## Aim of the task
Check every line of the data for the word "outside", and copy those that have it.

## Records for the exercise
====================

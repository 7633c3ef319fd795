//! # SessionManager
//!
//! Holds two signals:
//!
//! - `identity`: the last identity known to this process, updated by
//!   [`sign_in`](SessionManager::sign_in), [`sign_out`](SessionManager::sign_out)
//!   and by pushes from the provider.
//! - `token`: the cached access token. It depends on `identity`: every
//!   identity change clears it and, when an identity is present, schedules a
//!   fetch from the provider. Every fetch, including explicit refreshes and
//!   per-request resolution, is tagged with a generation number and results
//!   from superseded generations are discarded, so the recomputation is
//!   idempotent and the token always belongs to the current identity.
//!
//! Sign-out clears local state even when the provider call fails.

use std::sync::atomic::{AtomicU64, Ordering};
use std::sync::{Arc, Weak};

use async_trait::async_trait;
use chrono::{DateTime, Utc};
use parking_lot::Mutex;
use tokio::runtime::Handle;
use tokio::task::JoinHandle;

use crate::error::{AuthError, SessionError};
use crate::provider::{ExternalUser, IdentityProvider};
use crate::signal::{ReadSignal, Signal};
use crate::token::{AccessToken, TokenStatus};

/// Resolves a bearer token for outgoing requests.
///
/// Resolution talks to the identity provider directly and never goes through
/// the request pipeline it serves.
#[async_trait]
pub trait TokenSource: Send + Sync {
    /// A token for the current identity without forcing a refresh. `None`
    /// when nobody is signed in or the provider could not supply one.
    async fn resolve_token(&self) -> Option<AccessToken>;
}

/// Process-wide session state.
pub struct SessionManager {
    provider: Arc<dyn IdentityProvider>,
    identity: Signal<Option<ExternalUser>>,
    token: Signal<Option<AccessToken>>,
    generation: AtomicU64,
    /// Serializes generation bumps against token writes.
    token_gate: Mutex<()>,
    runtime: Handle,
    forwarder: Mutex<Option<JoinHandle<()>>>,
}

impl std::fmt::Debug for SessionManager {
    fn fmt(&self, f: &mut std::fmt::Formatter<'_>) -> std::fmt::Result {
        f.debug_struct("SessionManager")
            .field("identity", &self.identity.get())
            .field("has_token", &self.token.get().is_some())
            .finish()
    }
}

impl SessionManager {
    /// Start a session manager on the current Tokio runtime.
    ///
    /// The identity the provider already holds (a persisted session) is
    /// adopted immediately, and provider pushes are forwarded for as long as
    /// the manager lives.
    ///
    /// # Errors
    ///
    /// Returns [`SessionError::NoRuntime`] when called outside a runtime.
    pub fn start(provider: Arc<dyn IdentityProvider>) -> Result<Arc<Self>, SessionError> {
        let runtime = Handle::try_current().map_err(|_| SessionError::NoRuntime)?;
        let mut pushes = provider.watch_identity();

        let manager = Arc::new(Self {
            provider,
            identity: Signal::new(None),
            token: Signal::new(None),
            generation: AtomicU64::new(0),
            token_gate: Mutex::new(()),
            runtime,
            forwarder: Mutex::new(None),
        });

        let weak = Arc::downgrade(&manager);
        manager.identity.subscribe(move |user| {
            if let Some(manager) = weak.upgrade() {
                manager.recompute_token(user.clone());
            }
        });

        manager.identity.set(manager.provider.current_user());

        let weak = Arc::downgrade(&manager);
        let forwarder = manager.runtime.spawn(async move {
            while pushes.changed().await.is_ok() {
                let user = pushes.borrow_and_update().clone();
                let Some(manager) = weak.upgrade() else {
                    break;
                };
                tracing::debug!(
                    uid = user.as_ref().map(|u| u.uid.as_str()),
                    "identity change pushed by provider"
                );
                manager.identity.set(user);
            }
        });
        *manager.forwarder.lock() = Some(forwarder);

        Ok(manager)
    }

    /// Sign in with email and password.
    ///
    /// On success the identity is set, which schedules a token fetch.
    /// Provider failures are returned unchanged.
    pub async fn sign_in(&self, email: &str, password: &str) -> Result<ExternalUser, AuthError> {
        match self.provider.sign_in_with_password(email, password).await {
            Ok(user) => {
                tracing::info!(uid = %user.uid, "signed in");
                self.identity.set(Some(user.clone()));
                Ok(user)
            }
            Err(e) => {
                tracing::warn!(error = %e, "sign-in rejected by identity provider");
                Err(e)
            }
        }
    }

    /// Sign out. Identity and token are cleared whatever the provider
    /// answers; a provider failure is still reported.
    pub async fn sign_out(&self) -> Result<(), AuthError> {
        let result = self.provider.sign_out().await;
        if let Err(e) = &result {
            tracing::warn!(error = %e, "provider sign-out failed; clearing local session anyway");
        }
        {
            let _gate = self.token_gate.lock();
            self.generation.fetch_add(1, Ordering::SeqCst);
        }
        self.identity.set(None);
        self.token.set(None);
        tracing::info!("signed out");
        result
    }

    /// Last known identity. No network call.
    pub fn current_identity(&self) -> Option<ExternalUser> {
        self.identity.get()
    }

    /// Observable identity.
    pub fn identity(&self) -> ReadSignal<Option<ExternalUser>> {
        self.identity.read_only()
    }

    /// Observable cached token.
    pub fn token(&self) -> ReadSignal<Option<AccessToken>> {
        self.token.read_only()
    }

    pub fn cached_token(&self) -> Option<AccessToken> {
        self.token.get()
    }

    /// Ask the provider for a new token. On failure, or with nobody signed
    /// in, the cached token is cleared and `None` returned. A token that
    /// arrives after the identity changed is discarded and `None` returned.
    pub async fn refresh_token(&self, force: bool) -> Option<AccessToken> {
        let generation = self.generation.load(Ordering::SeqCst);
        let Some(user) = self.current_identity() else {
            self.commit_token(generation, None, None);
            return None;
        };
        match self.provider.id_token(&user, force).await {
            Ok(token) => self
                .commit_token(generation, Some(&user), Some(token.clone()))
                .then_some(token),
            Err(e) => {
                tracing::warn!(uid = %user.uid, error = %e, "token refresh failed");
                self.commit_token(generation, Some(&user), None);
                None
            }
        }
    }

    /// Expiry status of the cached token now.
    pub fn token_status(&self) -> TokenStatus {
        self.token_status_at(Utc::now())
    }

    /// Expiry status of the cached token at `now`.
    pub fn token_status_at(&self, now: DateTime<Utc>) -> TokenStatus {
        match (self.current_identity(), self.token.get()) {
            (Some(_), Some(token)) => token.status_at(now),
            _ => TokenStatus::invalid(),
        }
    }

    /// Store `token` only if no identity change happened since `generation`
    /// was read and `user` is still the current identity. Returns whether
    /// it was stored.
    fn commit_token(
        &self,
        generation: u64,
        user: Option<&ExternalUser>,
        token: Option<AccessToken>,
    ) -> bool {
        let _gate = self.token_gate.lock();
        let current = self.identity.get();
        let same_user = current.as_ref().map(|u| &u.uid) == user.map(|u| &u.uid);
        if self.generation.load(Ordering::SeqCst) != generation || !same_user {
            tracing::debug!(
                uid = user.map(|u| u.uid.as_str()),
                "discarding token for superseded identity"
            );
            return false;
        }
        self.token.set(token);
        true
    }

    fn recompute_token(self: &Arc<Self>, user: Option<ExternalUser>) {
        let generation = {
            let _gate = self.token_gate.lock();
            let generation = self.generation.fetch_add(1, Ordering::SeqCst) + 1;
            self.token.set(None);
            generation
        };
        let Some(user) = user else {
            return;
        };

        let provider = Arc::clone(&self.provider);
        let weak: Weak<Self> = Arc::downgrade(self);
        self.runtime.spawn(async move {
            let fetched = provider.id_token(&user, false).await;
            let Some(manager) = weak.upgrade() else {
                return;
            };
            match fetched {
                Ok(token) => {
                    manager.commit_token(generation, Some(&user), Some(token));
                }
                Err(e) => {
                    tracing::warn!(uid = %user.uid, error = %e, "failed to fetch token for identity");
                    manager.commit_token(generation, Some(&user), None);
                }
            }
        });
    }
}

#[async_trait]
impl TokenSource for SessionManager {
    async fn resolve_token(&self) -> Option<AccessToken> {
        let generation = self.generation.load(Ordering::SeqCst);
        let user = self.current_identity()?;
        if let Some(cached) = self.token.get() {
            if !cached.is_empty() && cached.status_at(Utc::now()).valid {
                return Some(cached);
            }
        }
        match self.provider.id_token(&user, false).await {
            Ok(token) if !token.is_empty() => self
                .commit_token(generation, Some(&user), Some(token.clone()))
                .then_some(token),
            Ok(_) => None,
            Err(e) => {
                tracing::warn!(uid = %user.uid, error = %e, "failed to resolve token for request");
                None
            }
        }
    }
}

impl Drop for SessionManager {
    fn drop(&mut self) {
        if let Some(forwarder) = self.forwarder.lock().take() {
            forwarder.abort();
        }
    }
}
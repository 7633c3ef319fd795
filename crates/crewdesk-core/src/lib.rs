//! # crewdesk-core: Foundational Types
//!
//! Shared vocabulary for every other crate in the workspace. It depends on
//! nothing internal.
//!
//! - **Identifiers** ([`identity`]): [`DocumentId`] (assigned by the document
//!   store) and [`AuthUid`] (issued by the identity provider). Both validate
//!   at construction and at deserialization.
//! - **Documents** ([`document`]): [`WithId`], any stored entity joined with
//!   its store-assigned identifier.
//! - **Models**: [`Employee`], [`Person`], [`Order`] and the joined
//!   [`UserProfile`].
//!
//! ## Crate Policy
//!
//! - No `unsafe` code.
//! - No `.unwrap()` outside tests.
//! - Wire shapes follow the backends: employee documents are camelCase,
//!   personal-data records are snake_case.

pub mod document;
pub mod employee;
pub mod error;
pub mod identity;
pub mod order;
pub mod person;
pub mod profile;

pub use document::WithId;
pub use employee::{AccessLevel, Employee, Role};
pub use error::ValidationError;
pub use identity::{AuthUid, DocumentId};
pub use order::{
    ActualTimes, Assignment, Coordinates, Financials, Order, OrderStatus, Participants,
    ScheduledTimes, Timeline,
};
pub use person::{Person, PersonPatch};
pub use profile::{AuthInfo, EmployeeRecord, UserProfile};
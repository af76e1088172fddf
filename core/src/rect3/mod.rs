//! 3D integer rectangular prisms ("boxes").
//!
//! Boxes are inclusive on both ends: a box whose minimum and maximum corners
//! are equal contains exactly one cell.

use std::fmt;

use crate::axis::{Axis, AXES, OCTANT_COUNT};
use crate::vec3::IVec3D;

/// Axis-aligned box of cells with `isize` coordinates.
#[derive(Debug, Copy, Clone, PartialEq, Eq, Hash)]
pub struct IRect3D {
    /// Most negative corner.
    start: IVec3D,
    /// Size along each axis.
    size: IVec3D,
}

impl fmt::Display for IRect3D {
    fn fmt(&self, f: &mut fmt::Formatter<'_>) -> fmt::Result {
        write!(f, "IRect3D({}..{})", self.min(), self.max())
    }
}

impl IRect3D {
    /// Creates a box with the given starting position and size.
    ///
    /// # Panics
    ///
    /// This function panics if `size` is zero or negative along any axis.
    #[inline]
    pub fn with_size(start: IVec3D, size: IVec3D) -> Self {
        assert!(
            IVec3D::repeat(1).all_le(size),
            "IRect3D must have positive volume",
        );
        Self { start, size }
    }

    /// Creates a box spanning between the given positions (inclusive).
    ///
    /// The corners may be given in any order; each axis is sorted
    /// independently.
    #[inline]
    pub fn span(a: IVec3D, b: IVec3D) -> Self {
        let start = IVec3D::min(a, b);
        let size = IVec3D::max(a, b) - start + 1;
        Self { start, size }
    }

    /// Creates a box containing only the given position.
    #[inline]
    pub fn single_cell(pos: IVec3D) -> Self {
        Self {
            start: pos,
            size: IVec3D::repeat(1),
        }
    }

    /// Creates a cube with the given minimum corner and side length.
    ///
    /// # Panics
    ///
    /// This function panics if `len` is zero or negative.
    #[inline]
    pub fn cube(start: IVec3D, len: isize) -> Self {
        Self::with_size(start, IVec3D::repeat(len))
    }

    /// Returns the minimum (most negative) corner of the box.
    #[inline]
    pub fn min(&self) -> IVec3D {
        self.start
    }
    /// Returns the maximum (most positive) corner of the box.
    #[inline]
    pub fn max(&self) -> IVec3D {
        self.start + self.size - 1
    }
    /// Returns a vector of the lengths of the box along each axis.
    #[inline]
    pub fn size(&self) -> IVec3D {
        self.size
    }
    /// Returns the length of the box along the given axis.
    #[inline]
    pub fn len(&self, axis: Axis) -> isize {
        self.size[axis]
    }
    /// Returns the number of cells in the box.
    #[inline]
    pub fn count(&self) -> isize {
        self.size.product()
    }

    /// Returns `true` if the two boxes share at least one cell.
    #[inline]
    #[must_use = "This method returns a new value instead of mutating its input"]
    pub fn intersects(&self, other: &Self) -> bool {
        // Iff `self` and `other` intersect along all axes, then they truly
        // intersect in 3D space.
        AXES.iter().all(|&ax| {
            //   `self` is "below" `other`.          `other` is "below" `self`.
            !(self.max()[ax] < other.min()[ax] || other.max()[ax] < self.min()[ax])
        })
    }

    /// Returns the intersection of two boxes, or `None` if they do not
    /// intersect.
    #[inline]
    #[must_use = "This method returns a new value instead of mutating its input"]
    pub fn intersection(&self, other: &Self) -> Option<Self> {
        let new_min = IVec3D::max(self.min(), other.min());
        let new_max = IVec3D::min(self.max(), other.max());
        if new_min.all_le(new_max) {
            Some(Self::span(new_min, new_max))
        } else {
            None
        }
    }

    /// Returns one octant of the box.
    ///
    /// Each axis is split so that the lower half is `[min, min + len/2 - 1]`
    /// and the upper half is `[min + len/2, max]`. Octant `index` takes the
    /// upper half along each axis whose bit (see `Axis::bit()`) is set.
    ///
    /// # Panics
    ///
    /// This method panics if the box is only one cell long along any axis, or
    /// if `index` is not less than 8.
    #[inline]
    pub fn octant(&self, index: usize) -> Self {
        assert!(index < OCTANT_COUNT, "octant index out of range: {}", index);
        assert!(
            IVec3D::repeat(2).all_le(self.size),
            "cannot subdivide {}",
            self,
        );
        let mut start = self.start;
        let mut size = self.size;
        for &ax in AXES {
            let lower_len = self.size[ax] / 2;
            if index & ax.bit() == 0 {
                size[ax] = lower_len;
            } else {
                start[ax] += lower_len;
                size[ax] -= lower_len;
            }
        }
        Self { start, size }
    }

    /// Returns all eight octants of the box, ordered by octant index.
    ///
    /// # Panics
    ///
    /// This method panics if the box is only one cell long along any axis.
    #[inline]
    pub fn octants(&self) -> [Self; OCTANT_COUNT] {
        std::array::from_fn(|i| self.octant(i))
    }

    /// Returns the index of the octant containing `pos`, or `None` if `pos` is
    /// outside the box.
    #[inline]
    pub fn octant_index_of(&self, pos: IVec3D) -> Option<usize> {
        if !self.contains(&pos) {
            return None;
        }
        Some(
            AXES.iter()
                .filter(|&&ax| pos[ax] >= self.start[ax] + self.size[ax] / 2)
                .map(|&ax| ax.bit())
                .sum(),
        )
    }
}

/// Trait to allow overloading of the `contains()` method.
pub trait CanContain<I> {
    /// Returns `true` if `inner` is "contained" within `self`.
    fn contains(&self, inner: &I) -> bool;
}

impl CanContain<IVec3D> for IRect3D {
    /// Returns `true` if `pos` is contained within the box.
    #[inline]
    fn contains(&self, pos: &IVec3D) -> bool {
        self.min().all_le(*pos) && pos.all_le(self.max())
    }
}
impl CanContain<IRect3D> for IRect3D {
    /// Returns `true` if `rect` is completely contained within the box; i.e.,
    /// the intersection of the two equals `rect`.
    #[inline]
    fn contains(&self, rect: &IRect3D) -> bool {
        self.contains(&rect.min()) && self.contains(&rect.max())
    }
}

#[cfg(test)]
pub(crate) mod tests;
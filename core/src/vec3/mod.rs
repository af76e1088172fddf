//! 3D integer vectors.
//!
//! Cell coordinates are `isize` so that intermediate results such as
//! `min - 1` never wrap, even though every coordinate in a universe is
//! positive.

use std::fmt;
use std::ops::*;

use crate::axis::{Axis, AXES};

/// 3-dimensional vector with `isize` components.
#[derive(Debug, Default, Copy, Clone, PartialEq, Eq, Hash)]
pub struct IVec3D(pub [isize; 3]);

impl fmt::Display for IVec3D {
    fn fmt(&self, f: &mut fmt::Formatter<'_>) -> fmt::Result {
        write!(f, "[{}, {}, {}]", self[Axis::X], self[Axis::Y], self[Axis::Z])
    }
}

// Implement indexing using `Axis`.
impl Index<Axis> for IVec3D {
    type Output = isize;
    #[inline]
    fn index(&self, axis: Axis) -> &isize {
        &self.0[axis as usize]
    }
}
impl IndexMut<Axis> for IVec3D {
    #[inline]
    fn index_mut(&mut self, axis: Axis) -> &mut isize {
        &mut self.0[axis as usize]
    }
}

impl From<[isize; 3]> for IVec3D {
    #[inline]
    fn from(array: [isize; 3]) -> Self {
        Self(array)
    }
}

impl IVec3D {
    /// Creates a vector from its components.
    #[inline]
    pub const fn new(x: isize, y: isize, z: isize) -> Self {
        Self([x, y, z])
    }
    /// Creates a vector consisting of all zeros.
    #[inline]
    pub fn origin() -> Self {
        Self::default()
    }
    /// Creates a vector using `value` for all components.
    #[inline]
    pub const fn repeat(value: isize) -> Self {
        Self([value; 3])
    }
    /// Creates a vector by evaluating `generator` for each axis.
    #[inline]
    pub fn from_fn(mut generator: impl FnMut(Axis) -> isize) -> Self {
        let mut ret = Self::default();
        for &ax in AXES {
            ret[ax] = generator(ax);
        }
        ret
    }

    /// Creates a vector by taking the minimum of the corresponding components
    /// in `v1` and `v2`.
    #[inline]
    pub fn min(v1: Self, v2: Self) -> Self {
        Self::from_fn(|ax| std::cmp::min(v1[ax], v2[ax]))
    }
    /// Creates a vector by taking the maximum of the corresponding components
    /// in `v1` and `v2`.
    #[inline]
    pub fn max(v1: Self, v2: Self) -> Self {
        Self::from_fn(|ax| std::cmp::max(v1[ax], v2[ax]))
    }

    /// Returns the sum of the components of the vector.
    #[inline]
    pub fn sum(self) -> isize {
        self.0.iter().sum()
    }
    /// Returns the product of the components of the vector.
    #[inline]
    pub fn product(self) -> isize {
        self.0.iter().product()
    }

    /// Returns `true` if every component of `self` is less than or equal to
    /// the corresponding component of `other`.
    #[inline]
    pub fn all_le(self, other: Self) -> bool {
        AXES.iter().all(|&ax| self[ax] <= other[ax])
    }
}

impl Add for IVec3D {
    type Output = Self;
    #[inline]
    fn add(self, rhs: Self) -> Self {
        Self::from_fn(|ax| self[ax] + rhs[ax])
    }
}
impl Sub for IVec3D {
    type Output = Self;
    #[inline]
    fn sub(self, rhs: Self) -> Self {
        Self::from_fn(|ax| self[ax] - rhs[ax])
    }
}
impl Add<isize> for IVec3D {
    type Output = Self;
    #[inline]
    fn add(self, rhs: isize) -> Self {
        Self::from_fn(|ax| self[ax] + rhs)
    }
}
impl Sub<isize> for IVec3D {
    type Output = Self;
    #[inline]
    fn sub(self, rhs: isize) -> Self {
        Self::from_fn(|ax| self[ax] - rhs)
    }
}
impl Neg for IVec3D {
    type Output = Self;
    #[inline]
    fn neg(self) -> Self {
        Self::from_fn(|ax| -self[ax])
    }
}
impl AddAssign for IVec3D {
    #[inline]
    fn add_assign(&mut self, rhs: Self) {
        *self = *self + rhs;
    }
}
impl SubAssign for IVec3D {
    #[inline]
    fn sub_assign(&mut self, rhs: Self) {
        *self = *self - rhs;
    }
}

#[cfg(test)]
pub(crate) mod tests;
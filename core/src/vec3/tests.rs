use proptest::prelude::*;

use super::*;
use crate::axis::{X, Y, Z};

/// Returns a strategy for vectors with every component in `range`.
pub(crate) fn proptest_ivec(
    range: std::ops::RangeInclusive<isize>,
) -> impl Strategy<Value = IVec3D> {
    (range.clone(), range.clone(), range).prop_map(|(x, y, z)| IVec3D::new(x, y, z))
}

impl proptest::arbitrary::Arbitrary for IVec3D {
    type Parameters = Option<isize>;
    type Strategy = BoxedStrategy<Self>;
    fn arbitrary_with(max: Option<isize>) -> Self::Strategy {
        let max = max.unwrap_or(100);
        proptest_ivec(-max..=max).boxed()
    }
}

#[test]
fn test_ivec_display() {
    assert_eq!("[1, -2, 3]", IVec3D::new(1, -2, 3).to_string());
}

#[test]
fn test_ivec_indexing() {
    let mut v = IVec3D::new(4, 5, 6);
    assert_eq!((4, 5, 6), (v[X], v[Y], v[Z]));
    v[Y] = 10;
    assert_eq!(IVec3D::new(4, 10, 6), v);
}

proptest! {
    /// Tests various vector operations.
    #[test]
    fn test_ivec_ops(
        pos1: IVec3D,
        pos2: IVec3D,
        scalar in -100..=100_isize,
    ) {
        for &ax in AXES {
            assert_eq!(-(pos1[ax]), (-pos1)[ax]);
            assert_eq!(pos1[ax] + pos2[ax], (pos1 + pos2)[ax]);
            assert_eq!(pos1[ax] - pos2[ax], (pos1 - pos2)[ax]);
            assert_eq!(pos1[ax] + scalar, (pos1 + scalar)[ax]);
            assert_eq!(pos1[ax] - scalar, (pos1 - scalar)[ax]);
            assert_eq!(pos1[ax].min(pos2[ax]), IVec3D::min(pos1, pos2)[ax]);
            assert_eq!(pos1[ax].max(pos2[ax]), IVec3D::max(pos1, pos2)[ax]);
        }
        assert_eq!(pos1[X] + pos1[Y] + pos1[Z], pos1.sum());
        assert_eq!(pos1[X] * pos1[Y] * pos1[Z], pos1.product());
        assert!(IVec3D::min(pos1, pos2).all_le(IVec3D::max(pos1, pos2)));
    }
}
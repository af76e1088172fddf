//! Sparse 3D point-update / box-sum backend.
//!
//! The universe is a cube of integer cells, all zero until written. Cells are
//! stored in a [`SparseRegionTree`](tree::SparseRegionTree), an octree whose
//! nodes each cache the sum of every cell beneath them. Only the nodes along
//! the path to a written cell are ever allocated, so a huge universe with a
//! handful of writes costs a handful of nodes.
//!
//! The [`io`] module contains the line-oriented command loop that drives a
//! fresh tree per test case.

#![warn(missing_debug_implementations)]
#![warn(missing_docs)]
#![warn(rust_2018_idioms)]
#![warn(clippy::all)]
#![deny(clippy::correctness)]

pub mod axis;
pub mod io;
pub mod num;
pub mod rect3;
pub mod tree;
pub mod vec3;

pub mod traits {
    //! Traits that are useful to have in scope.

    pub use crate::num::RegionValue;
    pub use crate::rect3::CanContain;
}

pub mod prelude {
    //! Everything needed to build and query a tree.

    pub use crate::traits::*;

    pub use crate::axis::Axis;
    pub use crate::io::{run, Command, IoError, IoResult, RunOptions, RunSummary, Session};
    pub use crate::rect3::IRect3D;
    pub use crate::tree::{Layer, RegionError, RegionResult, SparseRegionTree};
    pub use crate::vec3::IVec3D;
}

====================

## Response area
    /// Returns [`SessionError::NoRuntime`] when called outside a runtime.
//! - No `.unwrap()` outside tests.
    /// outside the box.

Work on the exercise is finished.